Dotty: Implicit conversions taking by-name and by-value args are now ambiguous

Created on 21 Jan 2020  路  4Comments  路  Source: lampepfl/dotty

minimized code

import scala.language.implicitConversions

class Ops1 {
  def foo: String = "1"
}

class Ops2 {
  def foo: String = "2"
}

object Ops {
  implicit def toOps1(value: => String): Ops1 = new Ops1
  implicit def toOps2(value: String): Ops2 = new Ops2
}

object ExtensionTest {
  import Ops._

  val res = "".foo
}


Compilation output

-- [E007] Type Mismatch Error: ExtensionTest.scala:19:12 -----------------------
19 |  val res = "".foo
   |            ^^
   |Found:    ("" : String)
   |Required: ?{ foo: ? }
   |Note that implicit extension methods cannot be applied because they are ambiguous;
   |both method toOps1 in object Ops and method toOps2 in object Ops provide an extension method `foo` on ("" : String)
1 error found

expectation

This code compiles on Scala 2 (the by-value conversion is chosen). I ran into this issue in ScalaCheck, where importing org.scalacheck.Prop._ causes problems on Dotty:

1 |true :| "foo"
  |^^^^^^^
  |value :is not a member of Boolean, but could be made available as an extension method.
  |
  |One of the following imports might fix the problem:
  |
  |  import org.scalacheck.Prop.BooleanOperators
  |  import org.scalacheck.Prop.propBoolean
  |  import org.scalacheck.Gen.const
  |         

This should generally be easy to work around in this particular case, since there's not any good reason to import Prop._ wholesale (and also BooleanOperators is now deprecated), but that's what sbt-doctest does at the moment (I'm opening a PR there now).
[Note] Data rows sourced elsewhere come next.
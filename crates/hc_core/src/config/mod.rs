//! # Analysis Configuration
//!
//! All run parameters in one place: detector constants, region selection,
//! calorimeter threshold, locator geometry and the histogram table.
//!
//! ## Usage
//! ```rust
//! use hc_core::config::AnalysisConfig;
//!
//! let config = AnalysisConfig::default();
//! let commissioning = AnalysisConfig::commissioning();
//! assert!(config.validate().is_ok());
//! assert!(commissioning.validate().is_ok());
//! ```

mod detector;
mod selection;

pub use detector::{DetectorConstants, LocatorConfig};
pub use selection::{SelectionConfig, SelectionProfile, GEIGER_ROW_WINDOW};

use crate::error::{HcError, Result};
use crate::geometry::Selector;
use crate::stats::HistogramCatalog;
use serde::{Deserialize, Serialize};
use std::path::Path;

/// Most tracker layers a detector description may declare.
pub const MAX_LAYERS: u32 = 32;

#[derive(Debug, Clone, PartialEq, Serialize, Deserialize)]
#[serde(default)]
pub struct AnalysisConfig {
    pub detector: DetectorConstants,
    pub selection: SelectionConfig,
    /// Minimum summed calorimeter energy, in keV
    pub calo_threshold_kev: f64,
    pub locator: LocatorConfig,
    /// Maximum number of records read from each input file
    pub max_events_per_file: usize,
    /// Histogram table; generated from the detector and selection when absent
    #[serde(skip_serializing_if = "Option::is_none")]
    pub histograms: Option<HistogramCatalog>,
}

impl Default for AnalysisConfig {
    fn default() -> Self {
        Self {
            detector: DetectorConstants::default(),
            selection: SelectionConfig::default(),
            calo_threshold_kev: 50.0,
            locator: LocatorConfig::default(),
            max_events_per_file: 10,
            histograms: None,
        }
    }
}

impl AnalysisConfig {
    /// Sort-and-analysis setup for half zone `zone`.
    pub fn half_zone(zone: u32) -> Self {
        Self {
            selection: SelectionConfig::half_zone(zone),
            ..Self::default()
        }
    }

    /// Commissioning cabling: calo column 1, drift cell row 4.
    pub fn commissioning() -> Self {
        Self {
            selection: SelectionConfig::commissioning(),
            ..Self::default()
        }
    }

    pub fn from_yaml_str(text: &str) -> Result<Self> {
        let config: Self = serde_yaml::from_str(text)?;
        config.validate()?;
        Ok(config)
    }

    /// Load from a YAML file, or JSON when the extension is `.json`.
    pub fn from_path(path: &Path) -> Result<Self> {
        let text = std::fs::read_to_string(path).map_err(|e| {
            HcError::configuration(format!("cannot read {}: {}", path.display(), e))
        })?;
        let is_json = path
            .extension()
            .map_or(false, |ext| ext.eq_ignore_ascii_case("json"));
        if is_json {
            let config: Self = serde_json::from_str(&text)?;
            config.validate()?;
            Ok(config)
        } else {
            Self::from_yaml_str(&text)
        }
    }

    pub fn to_yaml(&self) -> Result<String> {
        Ok(serde_yaml::to_string(self)?)
    }

    pub fn validate(&self) -> Result<()> {
        let d = &self.detector;
        if d.total_layers == 0 || d.total_layers > MAX_LAYERS {
            return Err(HcError::configuration(format!(
                "total_layers must be in 1..={}, got {}",
                MAX_LAYERS, d.total_layers
            )));
        }
        if d.last_layer >= d.total_layers {
            return Err(HcError::configuration(format!(
                "last_layer {} outside of {} layers",
                d.last_layer, d.total_layers
            )));
        }
        if !(d.association_half_window >= 0.0) {
            return Err(HcError::configuration(
                "association_half_window must be non-negative",
            ));
        }
        if d.calo_columns == 0 || d.calo_rows == 0 {
            return Err(HcError::configuration(
                "calorimeter wall needs at least one row and one column",
            ));
        }
        if self.selection.calo_rules.is_none()
            && self.selection.profile.calo_column() >= d.calo_columns
        {
            return Err(HcError::configuration(format!(
                "selected calorimeter column {} outside of {} columns",
                self.selection.profile.calo_column(),
                d.calo_columns
            )));
        }
        if !(self.calo_threshold_kev >= 0.0) {
            return Err(HcError::configuration(
                "calo_threshold_kev must be non-negative",
            ));
        }
        if let Some(catalog) = &self.histograms {
            catalog.validate()?;
        }
        Ok(())
    }

    /// Calorimeter and drift cell selectors built from the selection rules.
    pub fn build_selectors(&self) -> Result<(Selector, Selector)> {
        let calo = Selector::initialize(&self.selection.calo_rule_text(&self.detector))?;
        let geiger = Selector::initialize(&self.selection.geiger_rule_text(&self.detector))?;
        Ok((calo, geiger))
    }

    /// Histogram table in effect for this configuration.
    pub fn histogram_catalog(&self) -> HistogramCatalog {
        match &self.histograms {
            Some(catalog) => catalog.clone(),
            None => HistogramCatalog::standard(&self.detector, &self.selection.profile),
        }
    }
}

// ========== Tests ==========

#[cfg(test)]
mod tests {
    use super::*;

    #[test]
    fn test_default_config() {
        let cfg = AnalysisConfig::default();
        assert!((cfg.calo_threshold_kev - 50.0).abs() < 1e-9);
        assert_eq!(cfg.detector.total_layers, 9);
        assert_eq!(cfg.detector.last_layer, 8);
        assert!((cfg.detector.association_half_window - 185.0).abs() < 1e-9);
        assert!(cfg.validate().is_ok());
    }

    #[test]
    fn test_partial_yaml_uses_defaults() {
        let yaml = "calo_threshold_kev: 80\ndetector:\n  total_layers: 7\n  last_layer: 6\n";
        let cfg = AnalysisConfig::from_yaml_str(yaml).unwrap();
        assert!((cfg.calo_threshold_kev - 80.0).abs() < 1e-9);
        assert_eq!(cfg.detector.total_layers, 7);
        assert_eq!(cfg.detector.calo_rows, 13);
        assert_eq!(cfg.selection, SelectionConfig::default());
    }

    #[test]
    fn test_yaml_profile() {
        let yaml = "selection:\n  profile:\n    kind: commissioning\n    calo_column: 1\n    geiger_row: 4\n";
        let cfg = AnalysisConfig::from_yaml_str(yaml).unwrap();
        assert_eq!(cfg, AnalysisConfig::commissioning());
    }

    #[test]
    fn test_invalid_constants_rejected() {
        let mut cfg = AnalysisConfig::default();
        cfg.detector.last_layer = 9;
        assert!(matches!(cfg.validate(), Err(HcError::Configuration(_))));

        let mut cfg = AnalysisConfig::default();
        cfg.detector.total_layers = 0;
        assert!(cfg.validate().is_err());

        let mut cfg = AnalysisConfig::default();
        cfg.detector.total_layers = MAX_LAYERS + 1;
        assert!(cfg.validate().is_err());

        let mut cfg = AnalysisConfig::default();
        cfg.calo_threshold_kev = -1.0;
        assert!(cfg.validate().is_err());
    }

    #[test]
    fn test_selected_column_outside_wall_rejected() {
        let cfg = AnalysisConfig::half_zone(25);
        assert!(matches!(cfg.validate(), Err(HcError::Configuration(_))));
        assert!(AnalysisConfig::half_zone(19).validate().is_ok());

        let mut cfg = AnalysisConfig::commissioning();
        cfg.detector.calo_columns = 1;
        assert!(cfg.validate().is_err());

        let yaml = "selection:\n  profile:\n    kind: half_zone\n    zone: 20\n";
        assert!(AnalysisConfig::from_yaml_str(yaml).is_err());
    }

    #[test]
    fn test_bad_rule_text_fails_selector_build() {
        let mut cfg = AnalysisConfig::default();
        cfg.selection.geiger_rules = Some("category='nowhere'".to_string());
        assert!(matches!(
            cfg.build_selectors(),
            Err(HcError::Configuration(_))
        ));
    }

    #[test]
    fn test_yaml_roundtrip() {
        let cfg = AnalysisConfig::half_zone(3);
        let yaml = cfg.to_yaml().unwrap();
        let parsed = AnalysisConfig::from_yaml_str(&yaml).unwrap();
        assert_eq!(parsed, cfg);
    }

    #[test]
    fn test_json_config_file() {
        let dir = tempfile::tempdir().unwrap();
        let path = dir.path().join("run.json");
        std::fs::write(&path, r#"{"calo_threshold_kev": 120.0}"#).unwrap();
        let cfg = AnalysisConfig::from_path(&path).unwrap();
        assert!((cfg.calo_threshold_kev - 120.0).abs() < 1e-9);
    }
}
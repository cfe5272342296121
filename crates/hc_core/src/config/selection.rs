//! Region selection configuration.
//!
//! The selectors can be given as explicit rule text or derived from a
//! profile describing the commissioning zone.
//!
//! ## Environment Variables
//!
//! - `HC_SELECTION_PROFILE`: `commissioning` or `half_zone_<n>`

use super::DetectorConstants;
use serde::{Deserialize, Serialize};
use std::env;

/// Number of drift cell rows shown in the tracker occupancy maps.
pub const GEIGER_ROW_WINDOW: u32 = 7;

/// How the selector rules are derived when not given explicitly.
#[derive(Debug, Clone, PartialEq, Eq, Serialize, Deserialize)]
#[serde(tag = "kind", rename_all = "snake_case")]
pub enum SelectionProfile {
    /// One calorimeter column and the two drift cell rows facing it.
    ///
    /// Zone `n` uses calo column `n` and drift cell rows
    /// `{6n - 1; 6n}`.
    HalfZone { zone: u32 },
    /// One calorimeter column and one drift cell row, as cabled for the
    /// commissioning run.
    Commissioning { calo_column: u32, geiger_row: u32 },
}

impl SelectionProfile {
    /// First drift cell row of the zone (`6n - 3`, floored at 0).
    fn geiger_lower_limit(zone: u32) -> u32 {
        (zone * 6).saturating_sub(3)
    }

    pub fn calo_column(&self) -> u32 {
        match self {
            SelectionProfile::HalfZone { zone } => *zone,
            SelectionProfile::Commissioning { calo_column, .. } => *calo_column,
        }
    }

    /// Drift cell rows wired for readout.
    pub fn geiger_rows(&self) -> Vec<u32> {
        match self {
            SelectionProfile::HalfZone { zone } => {
                let lower = Self::geiger_lower_limit(*zone);
                vec![lower + 2, lower + 3]
            }
            SelectionProfile::Commissioning { geiger_row, .. } => vec![*geiger_row],
        }
    }

    /// Row range `[low, high)` of the tracker occupancy maps.
    pub fn geiger_row_window(&self) -> (u32, u32) {
        let low = match self {
            SelectionProfile::HalfZone { zone } => Self::geiger_lower_limit(*zone),
            SelectionProfile::Commissioning { geiger_row, .. } => geiger_row.saturating_sub(3),
        };
        (low, low + GEIGER_ROW_WINDOW)
    }

    fn parse(name: &str) -> Option<Self> {
        let name = name.trim().to_lowercase();
        if name == "commissioning" {
            return Some(SelectionProfile::Commissioning {
                calo_column: 1,
                geiger_row: 4,
            });
        }
        name.strip_prefix("half_zone_")
            .and_then(|z| z.parse::<u32>().ok())
            .map(|zone| SelectionProfile::HalfZone { zone })
    }
}

#[derive(Debug, Clone, PartialEq, Serialize, Deserialize)]
#[serde(default)]
pub struct SelectionConfig {
    pub profile: SelectionProfile,
    /// Explicit calorimeter rule, overrides the profile
    pub calo_rules: Option<String>,
    /// Explicit drift cell rule, overrides the profile
    pub geiger_rules: Option<String>,
}

impl Default for SelectionConfig {
    fn default() -> Self {
        Self::half_zone(2)
    }
}

impl SelectionConfig {
    pub fn half_zone(zone: u32) -> Self {
        Self {
            profile: SelectionProfile::HalfZone { zone },
            calo_rules: None,
            geiger_rules: None,
        }
    }

    pub fn commissioning() -> Self {
        Self {
            profile: SelectionProfile::Commissioning {
                calo_column: 1,
                geiger_row: 4,
            },
            calo_rules: None,
            geiger_rules: None,
        }
    }

    /// Load the profile from `HC_SELECTION_PROFILE` or use the default.
    pub fn from_env_or_default() -> Self {
        env::var("HC_SELECTION_PROFILE")
            .ok()
            .and_then(|name| SelectionProfile::parse(&name))
            .map(|profile| Self {
                profile,
                ..Self::default()
            })
            .unwrap_or_default()
    }

    /// Profile by name (`commissioning`, `half_zone_<n>`).
    pub fn from_profile_name(name: &str) -> Option<Self> {
        SelectionProfile::parse(name).map(|profile| Self {
            profile,
            ..Self::default()
        })
    }

    pub fn calo_rule_text(&self, detector: &DetectorConstants) -> String {
        match &self.calo_rules {
            Some(rules) => rules.clone(),
            None => format!(
                "category='calorimeter_block' module={{{}}} side={{{}}} column={{{}}} row={{*}} part={{*}}",
                detector.module,
                detector.side,
                self.profile.calo_column()
            ),
        }
    }

    pub fn geiger_rule_text(&self, detector: &DetectorConstants) -> String {
        match &self.geiger_rules {
            Some(rules) => rules.clone(),
            None => {
                let rows: Vec<String> = self
                    .profile
                    .geiger_rows()
                    .iter()
                    .map(|r| r.to_string())
                    .collect();
                format!(
                    "category='drift_cell_core' module={{{}}} side={{{}}} layer={{*}} row={{{}}}",
                    detector.module,
                    detector.side,
                    rows.join(";")
                )
            }
        }
    }
}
I thought there was a slight chance this might be related to #8035, but compiling with #8046 gives the same error.

wontfix

All 4 comments

That one is known and intentional. See https://dotty.epfl.ch/docs/reference/changed-features/implicit-resolution.html point 6. I think the fix would have to be in the libraries.

Note that I fixed scalacheck upstream to remove the ambiguity, but there's no release of scalacheck with the fix yet.

Should the doc expand on why the behaviour was dropped? Optionally, why it was like that in the first place in Scala 2?

If someone can drop the reason here I can pipe it into a PR.

I think it's just that there was no good reason for A to be considered more specific than => A.